A few quotes made by Ben-Gurion  from "Righteous Victims" by Benny Morris

"The compulsory transfer of the [Palestinian] Arabs from the valleys of the proposed Jewish state could give us something which we never had, even when we stood on our own during the days of the first and second Temples. . . We are given an opportunity which we never dared to dream of in our wildest imaginings. This is MORE than a state, government and sovereignty----this is national consolidation in a free homeland." (Righteous Victims, p. 142). 1937

"With compulsory transfer we [would] have a vast area [for settlement] .... I support compulsory transfer. I don't see anything immoral in it." (Righteous Victims, p. 144)

"In my heart, there was joy mixed with sadness: joy that the nations at last acknowledged that we are a nation with a state, and sadness that we lost half of the country, Judea and Samaria, and , in addition, that we [would] have [in our state] 400,000 [Palestinian] Arabs." (Righteous Victims, p. 190) 1948

Viola Larson said...

John,
Your last quote is by Yosef Nahmani who was “a Tiberias city councilor and head of the JNF office there. Ben Gurion on that night, of the UN vote, as Morris writes, recalled “I could not dance, I could not sing that night. I looked at them so happy dancing, and I could only think that they were all going to war.”
Looking up the other quotes, I got too interested in the text and started reading instead of writing, (I am trained as a historian and that is one of my loves) and so with only two pages left of the autobiography of Bonhoeffer I am reading, I will read that book next.

But I think the important thing here is Morris’s word’s, “Neither Ben-Gurion nor the Zionist movement ‘planned’ the displacement of the 700,000-odd Arabs who moved or were removed from their homes in 1948. There was no such plan or blanket policy. Transfer was never adopted by the Zionist movement as part of its platform; on the contrary, the movement always accepted that the Jewish state that arose would contain a sizeable Arab minority.”

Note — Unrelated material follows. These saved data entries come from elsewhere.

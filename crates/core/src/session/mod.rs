use std::{
    sync::{
        atomic::{AtomicBool, AtomicU32, Ordering},
        Arc, Mutex, MutexGuard, PoisonError, RwLock,
    },
    thread::{self, JoinHandle},
    time::{Duration, Instant},
};

use crossbeam_channel::{bounded, unbounded, Receiver, Sender, TrySendError};
use serde::{Deserialize, Serialize};
use tracing::{debug, error, info, trace, warn};

use crate::{
    BeatId, BeatMatchError, BeatsMatch, MatchDispatcher, MatchResults, MatchSettings, MissedBeat,
    Pattern, PerformanceSummary, Result, SessionSettings, SoundId, TimedBeatId, Velocity,
};

/// Accuracy magnitude above which a played beat is shown as early or late.
const STATUS_TOLERANCE: f32 = 0.25;

/// Outcome of a beat as presented to the player.
#[derive(Debug, Clone, Copy, PartialEq, Eq, Hash, Serialize, Deserialize)]
pub enum BeatStatus {
    /// Not decided yet.
    Pending,
    Early,
    Late,
    Correct,
    /// Played beat with no pattern beat to match.
    MissedPlay,
    /// Pattern beat that was never played.
    MissedPattern,
}

impl BeatStatus {
    pub fn from_accuracy(accuracy: f32) -> Self {
        if accuracy < -STATUS_TOLERANCE {
            BeatStatus::Early
        } else if accuracy > STATUS_TOLERANCE {
            BeatStatus::Late
        } else {
            BeatStatus::Correct
        }
    }
}

/// Notifications published by a running session.
#[derive(Debug, Clone, PartialEq, Serialize, Deserialize)]
pub enum SessionEvent {
    NewPlayedBeat {
        beat: TimedBeatId,
        sound: SoundId,
        velocity: Velocity,
    },
    StatusSet {
        id: BeatId,
        status: BeatStatus,
    },
    PatternMissed(TimedBeatId),
    Tick(f32),
}

/// Session time in beats, measured on a monotonic clock.
#[derive(Debug)]
pub struct SessionClock {
    started: Mutex<Instant>,
    beats_per_ms: f64,
}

There was so much animosity on both sides, and such a longing by the Jewish people to no longer be mistreated by a host country that for Davies to write what he wrote is outrageous. Zionism does not bare the seeds of racism in it. Shame on him.

Pastor Bob said...

There were some planned displacements particularly near the end of the pre independence war. They may not have been planned by the highest leadership but the commanders of the troops sure were involved.

Viola, you know I agree with you about most of this. But as a historian I am sure you also know that what really happened is rarely an either or. Jews doctors and nurses on their way to the Jewish quarter in Jerusalem were killed. People in the Jewish quarter were killed and chased out of Jerusalem. The Jewish quarter was, after all, in East Jerusalem. Who ever remembers that? The Stern gang massacred a village of people. And both Jews and Palestinians were put on the road by the opposing armies in Israel/Palestine.

War always gets ugly. Take a look at prisons in both the North and the South in the Civil War. Conditions were horrible and planned. Actually more planned in the North in Chicago and Binghamton, NY than in the South. The North had lots of food for themselves but not for the prisoners. And yet must of what we hear about today is Andersonville.

In the South prisoners and people in the towns around the prisoners were going hungry. And of course the people in the South fed their own children, themselves and the guards (and clothed them too) more than they fed the prisoners.

Both sides in the Civil War (and in Israel/Palestine) were fighting a holy war. And in holy wars you do terrible things. Taking pot shots at Palestinians from your illegal settlement on the hill is a terrible thing. So is blowing up yourself along with a bunch of Jewish children and then having your own children say you did a holy thing.

Viola Larson said...

Yes Bob,
I think I wrote about the two sides and both of their atrocities when I was writing about "Steadfast Hope."